Checking PECOTA -- Batting Average

I'm kind of tempted to just post the graph without comment, but that might not be very instructive.


I'm using the same methods that I used way back in this post in mid-April where I evaluated the start by the Twins' hitters.

Batting average check-up

Reading the graph is fairly simple.  Plotted along the horizontal axis is the number of hits we expect each hitter to have given their ABs this season and their PECOTA-projected batting average.  Plotted along the vertical axis is the number of actual hits each Twins hitter has this season.

The black solid line represents the best-fit line between actual and predicted hits.  The R^2 value for the fit of 0.89 would indicate a good fit, but as I mentioned in the original post, R^2 is not really a good measure of whether the fit is good in this case.

The red line is the x=y line.  Any points that lie on this line represent a hitter who has exactly as many hits as we would have expected given their PECOTA forecast.  Any points above this line represent a player out-performing his PECOTA forecast, and points below this line are players under-performing their PECOTA forecast.  Being towards the right or towards the left just means the player has a lot of hits or not many hits, and doesn't indicate whether their batting average has been good or bad this year.  Only the distance above or below the line indicates whether or not they've over-performed or under-performed expectations.
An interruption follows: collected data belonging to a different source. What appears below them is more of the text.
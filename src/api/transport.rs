//! Wire-level request execution
//!
//! The client never talks to reqwest directly; it hands an `ApiRequest` to a
//! `Transport`, which lets tests script the server side.

use futures::future::BoxFuture;
use reqwest::Method;
use serde::de::DeserializeOwned;
use serde::Serialize;
use serde_json::Value;

use super::ApiError;

/// A request relative to the API base URL
#[derive(Debug, Clone)]
pub struct ApiRequest {
    pub method: Method,
    pub path: String,
    pub query: Vec<(String, String)>,
    pub body: Option<Value>,
}

impl ApiRequest {
    pub fn new(method: Method, path: impl Into<String>) -> Self {
        Self {
            method,
            path: path.into(),
            query: Vec::new(),
            body: None,
        }
    }

    pub fn get(path: impl Into<String>) -> Self {
        Self::new(Method::GET, path)
    }

    pub fn post(path: impl Into<String>) -> Self {
        Self::new(Method::POST, path)
    }

    pub fn patch(path: impl Into<String>) -> Self {
        Self::new(Method::PATCH, path)
    }

    pub fn delete(path: impl Into<String>) -> Self {
        Self::new(Method::DELETE, path)
    }

    pub fn json<T: Serialize + ?Sized>(mut self, body: &T) -> Result<Self, ApiError> {
        self.body = Some(serde_json::to_value(body)?);
        Ok(self)
    }

    pub fn query(mut self, query: Vec<(String, String)>) -> Self {
        self.query = query;
        self
    }
}

/// Raw response: status code and body bytes
#[derive(Debug, Clone)]
pub struct ApiResponse {
    pub status: u16,
    pub body: Vec<u8>,
}

impl ApiResponse {
    pub fn is_success(&self) -> bool {
        (200..300).contains(&self.status)
    }

    /// Body as JSON, `Value::Null` if empty or malformed.
    pub fn json_value(&self) -> Value {
        serde_json::from_slice(&self.body).unwrap_or(Value::Null)
    }

    pub fn decode<T: DeserializeOwned>(&self, path: &str) -> Result<T, ApiError> {
        serde_json::from_slice(&self.body).map_err(|source| ApiError::Decode {
            path: path.to_string(),
            source,
        })
    }
}

/// Executes one request. `bearer` is attached as `Authorization: Bearer`.
pub trait Transport: Send + Sync {
    fn execute<'a>(
        &'a self,
        request: &'a ApiRequest,
        bearer: Option<&'a str>,
    ) -> BoxFuture<'a, Result<ApiResponse, ApiError>>;
}

/// Production transport over reqwest.
pub struct ReqwestTransport {
    http: reqwest::Client,
    base_url: String,
}

impl ReqwestTransport {
    pub fn new(base_url: &str) -> Result<Self, ApiError> {
        url::Url::parse(base_url).map_err(|e| ApiError::Transport {
            path: base_url.to_string(),
            message: format!("invalid base URL: {}", e),
        })?;
        Ok(Self {
            http: reqwest::Client::new(),
            base_url: base_url.trim_end_matches('/').to_string(),
        })
    }
}

impl Transport for ReqwestTransport {
    fn execute<'a>(
        &'a self,
        request: &'a ApiRequest,
        bearer: Option<&'a str>,
    ) -> BoxFuture<'a, Result<ApiResponse, ApiError>> {
        Box::pin(async move {
            let url = format!("{}{}", self.base_url, request.path);
            tracing::debug!("{} {}", request.method, url);

            let mut builder = self.http.request(request.method.clone(), &url);
            if !request.query.is_empty() {
                builder = builder.query(&request.query);
            }
            if let Some(token) = bearer {
                builder = builder.bearer_auth(token);
            }
            if let Some(ref body) = request.body {
                builder = builder.json(body);
            }

            let transport_err = |e: reqwest::Error| ApiError::Transport {
                path: request.path.clone(),
                message: e.to_string(),
            };

            let resp = builder.send().await.map_err(transport_err)?;
            let status = resp.status().as_u16();
            let body = resp.bytes().await.map_err(transport_err)?.to_vec();

            Ok(ApiResponse { status, body })
        })
    }
}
The reduced chi square value for the fit to the red line is 1.54.  (This is explained in more detail in the original post.)  A perfect fit would have a reduced chi square value of 1.00.  1.54 is kind of on the high side, but not bad.  It represents about as good of a fit as you would expect given the R^2 value of 0.89, so in this case the R^2 and chi square statistics give us about the same information.  (This is in contrast to the mid-April results.  One big reason for this is that the standard deviation in the number of hits is pretty similar for each of the hitters at this point in the season, whereas it varied more at the beginning of the season.)

What does this tell us about the players?

Basically, it tells us that Rondell sucks, Mauer rocks, and everyone else has been about as expected.  (At least as far as batting average is concerned.)

Now that Rondell is officially RonDL as a Twin, we can blame his poor start on injury.  Going back to mid-April, his extremely poor start, the only one that was suspiciously far from the prediction, should have been a big tip-off that he was injured.

Mauer's PECOTA forecasted batting average was a really good .302.  That was one of the best expected batting averages in baseball.  Mauer is obliterating that projection.  One possible explanation why his projection is so much lower than his performance is that PECOTA is punishing him too much for time he missed two years ago to an injury that hasn't seemed to affect him so far this year.  Another possibility is that catchers as a group tend to wear down over the course of the year, so they should be expected to be ahead of their yearly averages at the All-Star break.

I doubt Mauer will wind up finishing the year out hitting .390-something, although it would be one of the most exciting stories in baseball should he make a run at hitting .400 on the season.  But, Mauer's performance has been so much better than expected that I think it's reasonable to adjust his future performance expectation upwards.  Mauer's 90th percentile forecast has him with a .330 batting average, and if I had to guess something for the second half of the season, I'd go with Mauer hitting .330 after the ASB.

The Rest

If you take Mauer and RonDL out of the pool, then the reduced chi square value for the rest of the team is 1.02.  So other than those two guys, as a group, the rest of the team is hitting so close to their expectations that their actual performance is indistinguishable from expected statistical noise around the predictions.

Rondell's worse than we thought he would be going into the season, Mauer's better (amazingly) than we thought he would be going into the season, and the rest of the team is essentially as expected.  The Twins are currently 10th in the AL in runs scored, and that's right about where we should have expected them to be given their roster choices.